Stored data entries:

.....

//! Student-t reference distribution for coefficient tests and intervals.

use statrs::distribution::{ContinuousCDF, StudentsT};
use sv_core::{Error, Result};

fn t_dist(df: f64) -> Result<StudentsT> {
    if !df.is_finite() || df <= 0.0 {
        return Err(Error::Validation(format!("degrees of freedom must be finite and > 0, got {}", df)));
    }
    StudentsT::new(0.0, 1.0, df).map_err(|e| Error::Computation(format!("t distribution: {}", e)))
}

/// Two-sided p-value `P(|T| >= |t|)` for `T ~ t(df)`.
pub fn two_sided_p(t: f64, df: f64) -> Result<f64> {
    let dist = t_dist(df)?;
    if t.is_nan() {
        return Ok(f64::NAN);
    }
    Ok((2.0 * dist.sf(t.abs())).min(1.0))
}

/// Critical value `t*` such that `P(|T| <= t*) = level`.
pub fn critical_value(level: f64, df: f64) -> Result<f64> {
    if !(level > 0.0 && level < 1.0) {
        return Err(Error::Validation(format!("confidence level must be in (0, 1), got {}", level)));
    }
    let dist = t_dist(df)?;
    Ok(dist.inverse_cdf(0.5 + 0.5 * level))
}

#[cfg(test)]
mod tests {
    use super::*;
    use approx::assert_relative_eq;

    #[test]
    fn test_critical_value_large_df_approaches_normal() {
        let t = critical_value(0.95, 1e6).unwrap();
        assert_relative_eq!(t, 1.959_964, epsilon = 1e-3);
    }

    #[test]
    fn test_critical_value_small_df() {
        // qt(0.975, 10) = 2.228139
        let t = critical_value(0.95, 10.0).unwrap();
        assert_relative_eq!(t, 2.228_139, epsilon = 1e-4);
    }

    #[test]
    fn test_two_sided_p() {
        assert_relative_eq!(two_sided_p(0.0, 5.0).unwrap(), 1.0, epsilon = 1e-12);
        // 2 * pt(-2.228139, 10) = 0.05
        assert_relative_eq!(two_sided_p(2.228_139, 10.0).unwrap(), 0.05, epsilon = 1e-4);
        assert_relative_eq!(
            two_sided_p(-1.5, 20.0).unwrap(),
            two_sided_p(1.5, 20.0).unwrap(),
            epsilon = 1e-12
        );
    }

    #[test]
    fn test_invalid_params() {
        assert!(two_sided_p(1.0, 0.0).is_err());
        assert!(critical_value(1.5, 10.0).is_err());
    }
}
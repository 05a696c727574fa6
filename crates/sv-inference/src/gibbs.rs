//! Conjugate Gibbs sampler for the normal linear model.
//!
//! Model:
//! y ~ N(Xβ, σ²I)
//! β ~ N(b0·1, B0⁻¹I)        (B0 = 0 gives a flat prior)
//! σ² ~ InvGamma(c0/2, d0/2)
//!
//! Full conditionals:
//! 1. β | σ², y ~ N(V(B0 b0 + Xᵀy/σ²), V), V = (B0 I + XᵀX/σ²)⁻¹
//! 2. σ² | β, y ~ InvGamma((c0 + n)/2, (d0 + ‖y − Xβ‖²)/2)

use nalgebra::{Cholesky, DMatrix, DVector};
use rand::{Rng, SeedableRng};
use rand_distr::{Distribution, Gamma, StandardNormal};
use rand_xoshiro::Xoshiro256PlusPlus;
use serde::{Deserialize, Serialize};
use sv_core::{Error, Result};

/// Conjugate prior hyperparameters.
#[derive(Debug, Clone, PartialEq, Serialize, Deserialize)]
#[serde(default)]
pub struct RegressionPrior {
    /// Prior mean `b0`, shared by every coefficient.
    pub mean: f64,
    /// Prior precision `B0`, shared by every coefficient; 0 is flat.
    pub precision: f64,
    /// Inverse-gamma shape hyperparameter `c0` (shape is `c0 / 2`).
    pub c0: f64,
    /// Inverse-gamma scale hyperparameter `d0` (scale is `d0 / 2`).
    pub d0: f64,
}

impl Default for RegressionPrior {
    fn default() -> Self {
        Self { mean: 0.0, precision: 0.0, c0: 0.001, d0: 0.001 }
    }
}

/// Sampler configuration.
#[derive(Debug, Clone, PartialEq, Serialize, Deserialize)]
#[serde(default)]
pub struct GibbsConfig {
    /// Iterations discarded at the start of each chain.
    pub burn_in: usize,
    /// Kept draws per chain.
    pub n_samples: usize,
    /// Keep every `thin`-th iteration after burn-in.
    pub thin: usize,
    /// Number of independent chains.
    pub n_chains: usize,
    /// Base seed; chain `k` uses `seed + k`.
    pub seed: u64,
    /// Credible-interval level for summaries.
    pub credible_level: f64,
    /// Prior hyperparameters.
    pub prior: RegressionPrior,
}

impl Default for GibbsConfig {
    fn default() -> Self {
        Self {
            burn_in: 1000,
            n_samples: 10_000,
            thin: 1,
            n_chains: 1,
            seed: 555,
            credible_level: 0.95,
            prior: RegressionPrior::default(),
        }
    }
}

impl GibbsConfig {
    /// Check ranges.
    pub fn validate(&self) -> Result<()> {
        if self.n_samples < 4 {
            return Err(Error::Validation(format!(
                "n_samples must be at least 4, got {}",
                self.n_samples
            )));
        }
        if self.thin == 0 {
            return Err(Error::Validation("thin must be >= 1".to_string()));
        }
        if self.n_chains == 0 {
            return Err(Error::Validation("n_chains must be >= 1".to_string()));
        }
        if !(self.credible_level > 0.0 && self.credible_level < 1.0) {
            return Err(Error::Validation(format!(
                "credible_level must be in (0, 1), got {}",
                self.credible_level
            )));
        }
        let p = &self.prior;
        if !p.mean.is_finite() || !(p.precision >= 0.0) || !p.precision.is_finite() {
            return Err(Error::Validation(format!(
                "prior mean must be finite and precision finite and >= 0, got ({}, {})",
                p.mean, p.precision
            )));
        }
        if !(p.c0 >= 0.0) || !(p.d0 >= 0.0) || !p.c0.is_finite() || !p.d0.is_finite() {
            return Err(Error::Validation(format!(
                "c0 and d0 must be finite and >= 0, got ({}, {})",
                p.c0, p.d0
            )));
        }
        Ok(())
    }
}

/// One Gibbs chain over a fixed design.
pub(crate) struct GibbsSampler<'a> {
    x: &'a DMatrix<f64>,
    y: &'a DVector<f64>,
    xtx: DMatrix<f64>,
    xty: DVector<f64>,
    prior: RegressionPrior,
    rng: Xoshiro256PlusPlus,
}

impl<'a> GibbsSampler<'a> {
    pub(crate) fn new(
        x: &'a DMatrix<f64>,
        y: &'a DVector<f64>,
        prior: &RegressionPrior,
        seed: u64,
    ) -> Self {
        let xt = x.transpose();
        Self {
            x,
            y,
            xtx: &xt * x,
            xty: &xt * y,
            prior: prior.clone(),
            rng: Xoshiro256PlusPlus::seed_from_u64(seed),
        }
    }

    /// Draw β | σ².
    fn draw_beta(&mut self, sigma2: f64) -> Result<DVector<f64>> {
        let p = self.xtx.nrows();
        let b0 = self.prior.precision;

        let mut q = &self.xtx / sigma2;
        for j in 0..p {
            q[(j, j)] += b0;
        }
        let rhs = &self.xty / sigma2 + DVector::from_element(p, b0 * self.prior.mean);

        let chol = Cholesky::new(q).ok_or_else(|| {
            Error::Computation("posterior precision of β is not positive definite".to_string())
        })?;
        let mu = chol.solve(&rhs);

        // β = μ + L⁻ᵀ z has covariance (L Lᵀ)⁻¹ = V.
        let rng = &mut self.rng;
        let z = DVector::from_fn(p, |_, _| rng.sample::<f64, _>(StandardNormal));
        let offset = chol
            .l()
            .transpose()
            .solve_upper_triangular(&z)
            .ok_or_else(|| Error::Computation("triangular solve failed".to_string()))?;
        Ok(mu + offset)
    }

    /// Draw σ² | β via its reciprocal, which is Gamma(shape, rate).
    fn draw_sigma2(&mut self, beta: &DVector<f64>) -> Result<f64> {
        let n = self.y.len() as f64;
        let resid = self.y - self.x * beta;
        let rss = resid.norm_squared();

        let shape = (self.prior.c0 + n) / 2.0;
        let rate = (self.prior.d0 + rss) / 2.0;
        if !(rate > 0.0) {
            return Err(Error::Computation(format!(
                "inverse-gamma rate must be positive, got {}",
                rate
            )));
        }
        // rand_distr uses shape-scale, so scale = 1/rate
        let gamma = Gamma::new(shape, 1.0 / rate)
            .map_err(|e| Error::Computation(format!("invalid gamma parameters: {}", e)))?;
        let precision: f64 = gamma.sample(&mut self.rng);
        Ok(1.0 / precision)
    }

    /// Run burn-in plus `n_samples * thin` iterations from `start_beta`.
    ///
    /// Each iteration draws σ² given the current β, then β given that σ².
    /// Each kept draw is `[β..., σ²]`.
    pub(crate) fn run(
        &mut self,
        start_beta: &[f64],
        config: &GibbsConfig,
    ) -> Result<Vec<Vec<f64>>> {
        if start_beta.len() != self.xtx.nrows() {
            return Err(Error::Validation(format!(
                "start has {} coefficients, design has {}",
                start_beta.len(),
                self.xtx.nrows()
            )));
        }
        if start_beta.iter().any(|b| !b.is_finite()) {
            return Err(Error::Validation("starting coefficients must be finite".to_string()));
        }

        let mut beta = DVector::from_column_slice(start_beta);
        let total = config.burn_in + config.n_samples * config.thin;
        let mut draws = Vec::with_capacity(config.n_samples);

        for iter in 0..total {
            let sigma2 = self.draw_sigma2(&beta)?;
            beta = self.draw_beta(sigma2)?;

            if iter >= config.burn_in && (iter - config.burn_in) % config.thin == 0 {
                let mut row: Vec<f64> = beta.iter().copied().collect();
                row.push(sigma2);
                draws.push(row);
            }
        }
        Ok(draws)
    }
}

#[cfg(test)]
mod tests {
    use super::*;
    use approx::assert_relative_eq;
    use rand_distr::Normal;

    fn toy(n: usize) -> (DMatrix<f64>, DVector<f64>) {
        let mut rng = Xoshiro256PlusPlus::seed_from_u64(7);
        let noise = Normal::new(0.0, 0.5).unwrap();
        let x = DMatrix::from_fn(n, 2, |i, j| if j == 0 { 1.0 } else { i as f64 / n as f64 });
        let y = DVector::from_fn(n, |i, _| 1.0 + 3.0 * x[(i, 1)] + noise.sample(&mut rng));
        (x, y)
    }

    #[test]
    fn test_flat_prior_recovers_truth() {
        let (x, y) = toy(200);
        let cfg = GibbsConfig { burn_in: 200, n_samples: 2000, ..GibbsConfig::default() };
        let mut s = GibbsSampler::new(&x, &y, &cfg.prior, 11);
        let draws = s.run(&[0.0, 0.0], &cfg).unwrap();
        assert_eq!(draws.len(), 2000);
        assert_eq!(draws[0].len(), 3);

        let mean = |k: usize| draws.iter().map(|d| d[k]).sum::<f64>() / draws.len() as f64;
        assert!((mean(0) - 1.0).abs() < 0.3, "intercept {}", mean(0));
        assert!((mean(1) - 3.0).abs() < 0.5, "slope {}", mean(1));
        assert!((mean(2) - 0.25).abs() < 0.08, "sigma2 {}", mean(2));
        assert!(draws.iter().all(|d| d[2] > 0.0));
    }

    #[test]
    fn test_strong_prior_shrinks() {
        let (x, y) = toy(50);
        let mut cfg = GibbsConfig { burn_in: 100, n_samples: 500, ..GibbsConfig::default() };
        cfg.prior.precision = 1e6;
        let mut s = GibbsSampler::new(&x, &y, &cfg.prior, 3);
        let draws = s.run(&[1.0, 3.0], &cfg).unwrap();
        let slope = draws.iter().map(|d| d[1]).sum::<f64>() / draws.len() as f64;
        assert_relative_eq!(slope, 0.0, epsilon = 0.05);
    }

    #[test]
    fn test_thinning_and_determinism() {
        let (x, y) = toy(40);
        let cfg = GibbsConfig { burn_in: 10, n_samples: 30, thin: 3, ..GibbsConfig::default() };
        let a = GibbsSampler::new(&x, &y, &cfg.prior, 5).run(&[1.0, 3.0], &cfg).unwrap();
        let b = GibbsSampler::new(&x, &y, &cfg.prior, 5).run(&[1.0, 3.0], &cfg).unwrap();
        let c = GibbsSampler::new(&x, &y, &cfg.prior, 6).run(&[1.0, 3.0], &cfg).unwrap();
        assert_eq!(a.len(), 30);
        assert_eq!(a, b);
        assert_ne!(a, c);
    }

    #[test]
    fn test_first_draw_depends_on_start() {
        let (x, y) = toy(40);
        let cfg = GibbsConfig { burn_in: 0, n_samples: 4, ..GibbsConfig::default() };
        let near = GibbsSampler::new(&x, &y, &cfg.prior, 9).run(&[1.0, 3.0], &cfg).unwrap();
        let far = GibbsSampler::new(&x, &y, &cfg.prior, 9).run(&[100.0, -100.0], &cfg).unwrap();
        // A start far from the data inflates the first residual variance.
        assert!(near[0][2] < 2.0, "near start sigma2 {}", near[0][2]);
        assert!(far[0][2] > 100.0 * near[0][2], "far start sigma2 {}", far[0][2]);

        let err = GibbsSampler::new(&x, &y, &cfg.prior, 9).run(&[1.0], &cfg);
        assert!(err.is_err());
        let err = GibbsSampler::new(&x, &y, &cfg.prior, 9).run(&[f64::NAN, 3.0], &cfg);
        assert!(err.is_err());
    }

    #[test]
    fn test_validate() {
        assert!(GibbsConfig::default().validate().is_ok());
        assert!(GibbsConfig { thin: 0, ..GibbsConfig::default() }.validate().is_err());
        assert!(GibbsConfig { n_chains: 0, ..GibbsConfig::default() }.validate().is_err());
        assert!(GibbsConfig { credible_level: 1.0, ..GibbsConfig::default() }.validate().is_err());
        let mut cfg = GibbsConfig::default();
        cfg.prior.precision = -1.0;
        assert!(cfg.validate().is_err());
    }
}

.....

### WHAT YOU HAVE TO DO
Output nothing but the lines from the one with "credible_level: 1.0, ..GibbsConfig::default()" through the last line above, each exactly as it stands.

### ANSWER SPACE
        assert!(GibbsConfig { credible_level: 1.0, ..GibbsConfig::default() }.validate().is_err());
        let mut cfg = GibbsConfig::default();
        cfg.prior.precision = -1.0;
        assert!(cfg.validate().is_err());
    }
}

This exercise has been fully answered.